Колонны Дворца дожей были оклеены плакатами, изображавшими Муссолини в каске, ремешок от которой стягивал тяжелый подбородок. «V il Duce!» — гласила надпись. Однажды, когда я разглядывал воинственную физиономию человека, который должен был вернуть итальянцам их национальное величие, и застывших рядом с ним карабинеров в треуголках с красным и золотым кантом и в мундирах, какие носили еще сто лет назад, на Пьяццетте появился отряд чернорубашечников. Они маршировали под звуки ритмично повизгивавшего свистка, но толку от этого было мало: ряды колыхались, каждый шел сам по себе, и отряд выглядел как стадо гусей на шоссе. Под лучами венецианского солнца, на фоне ослепительного бело-розового Дворца дожей фашисты эти казались какими-то нелепыми шутами, а бумажные плакаты с рожей дуче, уродующие одну из самых красивых готических построек мира, — такими же недолговечными афишами, как и те, что были расклеены чуть поодаль, уже на обыкновенных стенах, и оповещали о представлении оперы «Сельская честь». «Il Duce ha sempre regione!» (Дуче всегда прав!) — орал я в лицо Марысе, когда она возражала отцу. Марыся искренне ненавидела меня.
Слушать оперу «Сельская честь» мы отправились втроем, и на этот вечер между нами наступило молчаливое перемирие. Марыся вырядилась в красное шелковое платье, специально купленное по этому поводу. Отец был в летнем, цвета.кофе с молоком, костюме и белой шляпе и походил на богатого плантатора из Бразилии. Я был в .коротких штанах, с которыми навсегда прощался после этого сезона.
Такой парадный выход втроем бесил Марысю: не дай бог, кто-нибудь еще подумает, что я ее сын! Ей было больше тридцати, но она твердо решила навсегда остаться юной, и ничто не могло поколебать ее решения. Ядреная, что называется кровь с молоком, бабенка эта любила покрасоваться своими формами и вопреки моде обтягивала зад. Она якобы бросила ради отца театр, чем в сердцах не раз попрекала его. Однажды отец тоже не выдержал и без всяких околичностей выложил ей правду-матку: ничего-то она, кроме «кушать подано», не играла, а чтобы ей дали приличную роль, ему надо было бы отвалить театру кругленькую сумму, но таких денег у него не было.

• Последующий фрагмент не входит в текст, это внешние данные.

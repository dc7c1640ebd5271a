use super::candidate::query_candidate;
use super::strategy::QueryContext;
use ferrous_resolv_domain::{DnsMessage, ResolveError, ServerEndpoint};
use tracing::{debug, warn};

/// Tries candidates one at a time, in configured order.
pub struct FailoverStrategy;

impl FailoverStrategy {
    pub fn new() -> Self {
        Self
    }

    pub async fn query(
        &self,
        ctx: &QueryContext<'_>,
        endpoints: &[ServerEndpoint],
    ) -> Result<DnsMessage, ResolveError> {
        debug!(strategy = "failover", servers = endpoints.len(), "Trying sequentially");

        let mut failures = Vec::with_capacity(endpoints.len());
        for (index, endpoint) in endpoints.iter().enumerate() {
            match query_candidate(ctx, *endpoint).await {
                Ok(response) => {
                    debug!(server = %endpoint, position = index, "Server responded");
                    return Ok(response);
                }
                Err(failure) => {
                    warn!(
                        server = %endpoint,
                        tries = failure.tries,
                        error = %failure.last_error,
                        position = index,
                        "Failing over"
                    );
                    failures.push(failure);
                }
            }
        }
        Err(ResolveError::NoResponse { failures })
    }
}

impl Default for FailoverStrategy {
    fn default() -> Self {
        Self::new()
    }
}
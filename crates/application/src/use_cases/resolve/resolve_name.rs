use crate::ports::DnsResolver;
use ferrous_resolv_domain::{
    DnsMessage, DnsQueryOptions, DomainError, DomainName, RecordClass, RecordType,
    ResolveError,
};
use std::sync::Arc;
use std::time::{Duration, Instant};
use tokio_util::sync::CancellationToken;
use tracing::{info, warn};

/// A lookup as typed by a user: textual name plus query parameters.
#[derive(Debug, Clone)]
pub struct LookupRequest {
    pub name: String,
    pub record_type: RecordType,
    pub record_class: RecordClass,
    pub options: DnsQueryOptions,
}

impl LookupRequest {
    pub fn new(name: impl Into<String>, record_type: RecordType) -> Self {
        Self {
            name: name.into(),
            record_type,
            record_class: RecordClass::IN,
            options: DnsQueryOptions::default(),
        }
    }

    pub fn with_class(mut self, record_class: RecordClass) -> Self {
        self.record_class = record_class;
        self
    }

    pub fn with_options(mut self, options: DnsQueryOptions) -> Self {
        self.options = options;
        self
    }
}

#[derive(Debug, Clone)]
pub struct Lookup {
    pub response: DnsMessage,
    pub elapsed: Duration,
}

pub struct ResolveNameUseCase {
    resolver: Arc<dyn DnsResolver>,
}

impl ResolveNameUseCase {
    pub fn new(resolver: Arc<dyn DnsResolver>) -> Self {
        Self { resolver }
    }

    pub async fn execute(
        &self,
        request: &LookupRequest,
        cancel: &CancellationToken,
    ) -> Result<Lookup, ResolveError> {
        let name: DomainName = request
            .name
            .parse()
            .map_err(|e: DomainError| ResolveError::InvalidArgument(e.to_string()))?;
        let start = Instant::now();

        let result = self
            .resolver
            .resolve(
                &name,
                request.record_type,
                request.record_class,
                &request.options,
                cancel,
            )
            .await;
        let elapsed = start.elapsed();

        match result {
            Ok(response) => {
                info!(
                    domain = %name,
                    record_type = %request.record_type,
                    rcode = %response.response_code(),
                    answers = response.answers().len(),
                    response_time_ms = elapsed.as_millis() as u64,
                    "Lookup completed"
                );
                Ok(Lookup { response, elapsed })
            }
            Err(e) => {
                warn!(
                    domain = %name,
                    record_type = %request.record_type,
                    error = %e,
                    response_time_ms = elapsed.as_millis() as u64,
                    "Lookup failed"
                );
                Err(e)
            }
        }
    }
}
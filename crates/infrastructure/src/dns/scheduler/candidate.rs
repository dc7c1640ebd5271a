use super::strategy::QueryContext;
use crate::dns::forwarding::{ResponseValidator, Validation};
use crate::dns::transport::{ExchangeRequest, TransportKind};
use ferrous_resolv_domain::{AttemptFailure, CandidateFailure, DnsMessage, ServerEndpoint};
use tracing::debug;

/// Runs the tries for one candidate, strictly one after another.
///
/// A truncated UDP reply moves the candidate to TCP for the rest of its
/// tries. When the truncated reply used the last try, one extra TCP try is
/// granted so truncation is always followed by a stream retry.
pub async fn query_candidate(
    ctx: &QueryContext<'_>,
    endpoint: ServerEndpoint,
) -> Result<DnsMessage, CandidateFailure> {
    let udp_payload = ctx.query.max_udp_payload();
    let mut use_stream = ctx.options.tcp_only || ctx.query_bytes.len() > udp_payload;
    let mut budget = ctx.options.tries;
    let mut tries = 0;
    let mut last_error = AttemptFailure::TimedOut;

    // A stray or spoofed datagram must not use up the try; only replies
    // that answer the query end a UDP read.
    let answers_query = |raw: &[u8]| {
        matches!(
            ResponseValidator::validate(ctx.query, endpoint, TransportKind::Udp, raw),
            Validation::Accepted(_) | Validation::Truncated
        )
    };

    while tries < budget {
        tries += 1;
        let kind = if use_stream {
            TransportKind::Stream
        } else {
            TransportKind::Udp
        };

        let request = ExchangeRequest {
            endpoint,
            kind,
            query: ctx.query_bytes,
            udp_payload,
            timeout: ctx.options.query_timeout,
            accept: Some(&answers_query),
        };

        let raw = match ctx.exchanger.exchange(request).await {
            Ok(raw) => raw,
            Err(e) => {
                debug!(server = %endpoint, transport = %kind, attempt = tries, error = %e, "Attempt failed");
                last_error = e.into();
                continue;
            }
        };

        match ResponseValidator::validate(ctx.query, endpoint, kind, &raw) {
            Validation::Accepted(response) => {
                debug!(
                    server = %endpoint,
                    transport = %kind,
                    attempt = tries,
                    rcode = %response.response_code(),
                    "Response accepted"
                );
                return Ok(response);
            }
            Validation::Truncated => {
                use_stream = true;
                if tries == budget {
                    budget += 1;
                }
            }
            Validation::Rejected(reason) => last_error = AttemptFailure::Rejected(reason),
            Validation::Malformed(detail) => last_error = AttemptFailure::Malformed(detail),
        }
    }

    Err(CandidateFailure {
        endpoint,
        tries,
        last_error,
    })
}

Все это я обычно слышал за дверью, став свидетелем распада отношений между этими столь не подходившими друг другу людьми. И, может быть, мое присутствие даже способствовало этому. Должен признаться, я решил тогда ускорить сей неизбежный процесс и вылечить сорокапятилетнего глупца от этой чумы. В тот вечер мы плыли с Лидо на представление оперы «Сельская честь». Я, как всегда, бегал по палубе речного трамвайчика, но, оглядываясь то и дело на отца и Марысю, сидевших этакой нарядной парочкой, сразу же заметил пылкие взгляды, какими обменивались Марыся и красивый черноволосый итальянец с ликторским пучком в петлице.
Отец сидел спиной к итальянцу и ничего не подозревал, а меня так и трясло от злости: до чего ж блудлива! Она, конечно, не могла рассчитывать на какой бы то ни было роман с этим незнакомым брюнетом, так что все ее вульгарное кокетство было лишь искусством ради искусства. Видно, распутство было заложено в самой ее натуре.
Я подбежал к ней и, состроив капризную мину, громко потребовал тоном избалованного ребенка:
— Мама, купи мне такой значок, как у этого господина! — и указал пальцем на пламенного фашиста.
Тот сразу же отвернулся, а Марыся — будто ее по щекам отхлестали — зарделась как девчонка. Отец, изумленный моей небывалой фамильярностью по отношению к Марысе, взглянул иронически сначала на меня, а потом на итальянца.
— Ты тоже хочешь быть фашистом? — спросил он.
— Я хочу быть таким красивым, как этот господин,— ответил я — чтобы дамы на меня засматривались.
Тут мой старик, пожалуй, что-то сообразил, потому что сразу же взглянул на покрасневшую до ушей Марысю. До самой площади Св. Марка мы шествовали в грозном молчании. Впереди неслась Марыся, в полушаге от нее — отец, а позади всех, довольный своей проделкой, я. Теперь скандал был неминуем и мог вспыхнуть каждую секунду: Марыся клокотала от бешенства.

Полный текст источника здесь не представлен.